Doping of the amorphous, porous glass particles in the context of the invention means that metal ions are deposited on the surface of the glass particles. The term "surface of the glass particles" also includes the pore surface of the porous glass particles. Doping should also be understood to mean the incorporation of metals into the pores of the glass particles, this occurring at high concentrations and increased thermal treatment, ie high temperatures and / or long periods of thermal treatment, of the metal ions. A partial ion exchange with constituents of the glass matrix, primarily the sodium and potassium ions should also be understood as doping. This ion exchange takes place during the doping with noble metals (metals with high redox potential). The bond strength of the metal ions to the glass particle surface is dependent on the redox potential of the metal ions. Metal ions with high redox potential are more tightly bound to the glass particle surface than metal ions with low (negative) redox potential. This results in different release rates for the application of the doped porous glass particles as catalysts, siccatives, vulcanization activators, vulcanization accelerators or flame retardants, as shown in the examples. Thus, zinc ions which have a standard redox potential of -0.76 V (at 25 ° C., 101.3 kPa, pH = 0 and an ion activity of 1) can be released in the aqueous medium almost completely in the short term. Copper ions with a standard electron potential of +0.35 V (applies to the reaction ^Cu2 + + 2e ^- → Cu), however, are released in the aqueous medium only in small quantities in the short term. The different releases can be used as a short-term effect or as a long-term effect when using the doped porous glass particles in corresponding preparations.
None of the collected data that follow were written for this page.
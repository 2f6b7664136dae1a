use axum::http::StatusCode;
use axum::response::{IntoResponse, Response};
use axum::Json;
use common::types::MessageBody;
use models::FieldErrors;
use service::errors::ServiceError;
use thiserror::Error;
use tracing::error;

pub const CITY_NOT_FOUND: &str = "City not found";

/// JSON error response: `{"message": ...}` plus `errors` for 422s.
#[derive(Debug)]
pub struct JsonApiError {
    status: StatusCode,
    body: serde_json::Value,
}

impl JsonApiError {
    pub fn new(status: StatusCode, message: impl Into<String>) -> Self {
        let body = serde_json::to_value(MessageBody::new(message)).unwrap_or_default();
        Self { status, body }
    }

    pub fn not_found() -> Self {
        Self::new(StatusCode::NOT_FOUND, CITY_NOT_FOUND)
    }

    pub fn unprocessable(errors: &FieldErrors) -> Self {
        let body = serde_json::json!({
            "message": errors.summary(),
            "errors": errors,
        });
        Self { status: StatusCode::UNPROCESSABLE_ENTITY, body }
    }

    pub fn status(&self) -> StatusCode {
        self.status
    }
}

impl From<ServiceError> for JsonApiError {
    fn from(err: ServiceError) -> Self {
        match err {
            ServiceError::Validation(errors) | ServiceError::Duplicate(errors) => Self::unprocessable(&errors),
            ServiceError::NotFound(_) => Self::not_found(),
            ServiceError::Storage(msg) => {
                error!(error = %msg, "city storage failure");
                Self::new(StatusCode::INTERNAL_SERVER_ERROR, "Server Error")
            }
        }
    }
}

impl From<models::ModelError> for JsonApiError {
    fn from(err: models::ModelError) -> Self {
        Self::unprocessable(err.field_errors())
    }
}

impl IntoResponse for JsonApiError {
    fn into_response(self) -> Response {
        (self.status, Json(self.body)).into_response()
    }
}

#[derive(Debug, Error)]
pub enum StartupError {
    #[error("invalid configuration: {0}")]
    InvalidConfig(String),
    #[error("storage initialization failed: {0}")]
    Storage(#[from] ServiceError),
    #[error(transparent)]
    Any(#[from] anyhow::Error),
}
use std::{
    collections::HashMap,
    hash::Hash,
    marker::PhantomData,
    path::{Path, PathBuf},
    sync::Arc,
};
use tokio::fs;
use tracing::debug;

use crate::errors::ServiceError;

/// Generic JSON file-backed key-value map store.
///
/// The file holds one JSON object; every `load` reads and parses it from
/// disk and every `save` replaces it wholesale. Nothing is cached in memory.
pub struct JsonMapStore<K, V> {
    file_path: PathBuf,
    pretty: bool,
    _entries: PhantomData<fn() -> (K, V)>,
}

impl<K, V> JsonMapStore<K, V>
where
    K: Eq + Hash + serde::Serialize + serde::de::DeserializeOwned,
    V: serde::Serialize + serde::de::DeserializeOwned,
{
    /// Initialize the store from a path. Creates the file with an empty map if missing.
    pub async fn new<P: Into<PathBuf>>(path: P, pretty: bool) -> Result<Arc<Self>, ServiceError> {
        let file_path = path.into();
        if let Some(parent) = file_path.parent().filter(|p| !p.as_os_str().is_empty()) {
            fs::create_dir_all(parent)
                .await
                .map_err(|e| ServiceError::storage(parent, "create directory", e))?;
        }

        let store = Self { file_path, pretty, _entries: PhantomData };
        match fs::symlink_metadata(&store.file_path).await {
            Ok(_) => {}
            Err(e) if e.kind() == std::io::ErrorKind::NotFound => {
                store.save(&HashMap::new()).await?;
                debug!(path = %store.file_path.display(), "initialized empty store file");
            }
            Err(e) => return Err(ServiceError::storage(&store.file_path, "inspect", e)),
        }
        Ok(Arc::new(store))
    }

    pub fn path(&self) -> &Path {
        &self.file_path
    }

    /// Read the whole map. A missing or blank file is an empty map; anything
    /// that does not parse is an error.
    pub async fn load(&self) -> Result<HashMap<K, V>, ServiceError> {
        let bytes = match fs::read(&self.file_path).await {
            Ok(bytes) => bytes,
            Err(e) if e.kind() == std::io::ErrorKind::NotFound => return Ok(HashMap::new()),
            Err(e) => return Err(ServiceError::storage(&self.file_path, "read", e)),
        };
        if bytes.iter().all(u8::is_ascii_whitespace) {
            return Ok(HashMap::new());
        }
        serde_json::from_slice(&bytes).map_err(|e| ServiceError::storage(&self.file_path, "parse", e))
    }

    /// Overwrite the file with the full map via write-to-temp + rename.
    pub async fn save(&self, map: &HashMap<K, V>) -> Result<(), ServiceError> {
        let data = if self.pretty {
            serde_json::to_vec_pretty(map)
        } else {
            serde_json::to_vec(map)
        }
        .map_err(|e| ServiceError::storage(&self.file_path, "serialize", e))?;

        let tmp = self.temp_path();
        fs::write(&tmp, data)
            .await
            .map_err(|e| ServiceError::storage(&tmp, "write", e))?;
        fs::rename(&tmp, &self.file_path)
            .await
            .map_err(|e| ServiceError::storage(&self.file_path, "replace", e))?;
        Ok(())
    }

    fn temp_path(&self) -> PathBuf {
        let mut name = self
            .file_path
            .file_name()
            .map(|n| n.to_os_string())
            .unwrap_or_default();
        name.push(".tmp");
        self.file_path.with_file_name(name)
    }
}
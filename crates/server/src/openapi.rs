use utoipa::OpenApi;
use utoipa::ToSchema;
use uuid::Uuid;

#[derive(ToSchema)]
pub struct HealthResponse { pub status: String }

#[derive(ToSchema)]
pub struct CityDoc {
    pub id: Uuid,
    pub name: String,
    pub country: String,
    /// RFC 3339 timestamp
    pub created_at: String,
    /// RFC 3339 timestamp
    pub updated_at: String,
}

#[derive(ToSchema)]
pub struct CityInputDoc { pub name: String, pub country: String }

#[derive(ToSchema)]
pub struct CityPatchDoc { pub name: Option<String>, pub country: Option<String> }

#[derive(ToSchema)]
pub struct MessageDoc { pub message: String }

/// `errors` maps a field name to its messages.
#[derive(ToSchema)]
pub struct ValidationErrorDoc {
    pub message: String,
    pub errors: std::collections::HashMap<String, Vec<String>>,
}

#[derive(OpenApi)]
#[openapi(
    paths(
        crate::routes::health,
        crate::routes::cities::list,
        crate::routes::cities::create,
        crate::routes::cities::show,
        crate::routes::cities::update,
        crate::routes::cities::destroy,
    ),
    components(
        schemas(
            HealthResponse,
            CityDoc,
            CityInputDoc,
            CityPatchDoc,
            MessageDoc,
            ValidationErrorDoc,
        )
    ),
    tags(
        (name = "health"),
        (name = "cities")
    )
)]
pub struct ApiDoc;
The negatively charged surface of the alkaline porous glass particles is used for addition of the anions.

Doping also means that organic additives can be incorporated into the porous glass particles or bound to the surface.

The doped porous amorphous glass particles are preferably to be prepared by mixing the solid containing the doping substance or a solution containing the doping substance or an emulsion containing the doping substance or the emulsion containing the doping substance by conventional methods with the appropriate requirements glass particles, a subsequent thermal treatment and optionally a mechanical aftertreatment for deagglomeration of the doped glass particles.

In a particular embodiment of the solution according to the invention for producing the glass particles according to the invention, drying is carried out with the aim of achieving purely physical and / or chemical changes of the porous amorphous glass particles.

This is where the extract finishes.